Twelve people ran on a COLA slate last May and filled all elected positions of the UCSC Graduate Student Association (GSA). Both GSA and UAW chapter resources and infrastructure were used to advance the campaign.
ESCALATION
Graduate students have attempted to engage both UC and UCSC administrators around the cost of living for graduate students since 2014. By December 2019, hundreds of graduate students decided to go on a wildcat strike because we strongly believed that all other options had been exhausted.
Teaching assistants and instructors withheld more than 12,000 final grades. Almost 9,000 undergraduate students—approximately 52 percent—are missing one or more of their fall 2019 grades. Strikers did release individual grades for students in vulnerable positions, on financial aid and academic probation.
On January 27, for the first time since the strike began, Chancellor Cynthia Larive—who receives a $6,700-a-month housing stipend on top of her salary—addressed the UCSC community in an email. She announced two programs “to support graduate students.”
One program is a $2,500-a-year needs-based housing supplement, which does not offset the rent burden of UCSC grads. The second program guarantees five years of funding for PhD students and two years for MFAs—which is welcome but insufficient, as long as it only guarantees years of poverty wages.
In the same email, the chancellor notified us that all student workers withholding grades “will receive a written disciplinary warning,” and students who deleted grades from a university grade-management portal “will receive a student conduct summons.”
Incensed by the threats, graduate students decided to escalate to a full strike. Alongside teaching assistants, instructors, readers, and graders who participated in the grading strike, graduate research assistants will also be withholding their labor in this escalation.
‘GIVE THEM COLA’
The strike has drawn support from Santa Cruz councilmembers, the local and national labor and academic community, students on other UC campuses, and most importantly, workers, faculty and undergraduate students on our own campus.
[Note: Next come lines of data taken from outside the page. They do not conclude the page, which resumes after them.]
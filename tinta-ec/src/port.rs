//! Byte-wide I/O port access.

use std::fs::{File, OpenOptions};
use std::io;
use std::os::unix::fs::FileExt;
use std::path::{Path, PathBuf};

/// Byte-wide access to legacy I/O ports.
///
/// The register engine only ever talks to hardware through this trait, so
/// the handshake can be driven against [`crate::sim::SimulatedEc`] in tests.
pub trait PortIo: Send {
    fn inb(&mut self, port: u16) -> io::Result<u8>;
    fn outb(&mut self, port: u16, value: u8) -> io::Result<()>;
}

/// `/dev/port` backend: file offset `n` is I/O port `n`.
///
/// Opening requires `CAP_SYS_RAWIO` and is refused by the kernel under
/// Secure Boot lockdown.
#[derive(Debug)]
pub struct DevPort {
    file: File,
    path: PathBuf,
}

impl DevPort {
    pub fn open(path: &Path) -> io::Result<Self> {
        let file = OpenOptions::new().read(true).write(true).open(path)?;
        tracing::info!(path = %path.display(), "EC I/O port access granted");
        Ok(Self {
            file,
            path: path.to_path_buf(),
        })
    }

    pub fn path(&self) -> &Path {
        &self.path
    }
}

impl PortIo for DevPort {
    fn inb(&mut self, port: u16) -> io::Result<u8> {
        let mut buf = [0u8; 1];
        self.file.read_exact_at(&mut buf, u64::from(port))?;
        Ok(buf[0])
    }

    fn outb(&mut self, port: u16, value: u8) -> io::Result<()> {
        self.file.write_all_at(&[value], u64::from(port))
    }
}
Many undergrads wrote “Give them COLA” on their final papers and exams—the grades for which they are yet to receive.
At the time of writing, more than 1,400 undergrads have signed a petition in solidarity refuting the chancellor’s claim that they are “harmed” by the strike. Hundreds of faculty members and entire departments came out with statements of support for the striking graduate students, and promised not to retaliate against strikers, despite the pressure from the administration. Other unions and workers on campus have vocally supported and endorsed our strike.
ON OUR TERMS
The UCSC administration has mostly been quiet since the strike began, except for a few emails. Despite the repeated attempts by the students, admin has continuously refused to come to the table, arguing that any negotiation would be illegal while student workers have a union contract that is in effect until 2022.
Yet after the statewide UAW 2865 leaders issued a letter demanding that the UC bargain over the cost of living, a meeting between management and the statewide union was called for February 5. The situation in Santa Cruz was discussed at length, but no COLA offer has been made.
UCSC graduate students have made it clear both to the administration and statewide union leaders that the only people who have the power to stop the strike are the strikers themselves. The strike will only end the way it began; any offer made by the administration will be put to a vote by all graduate students. Until then, we strike.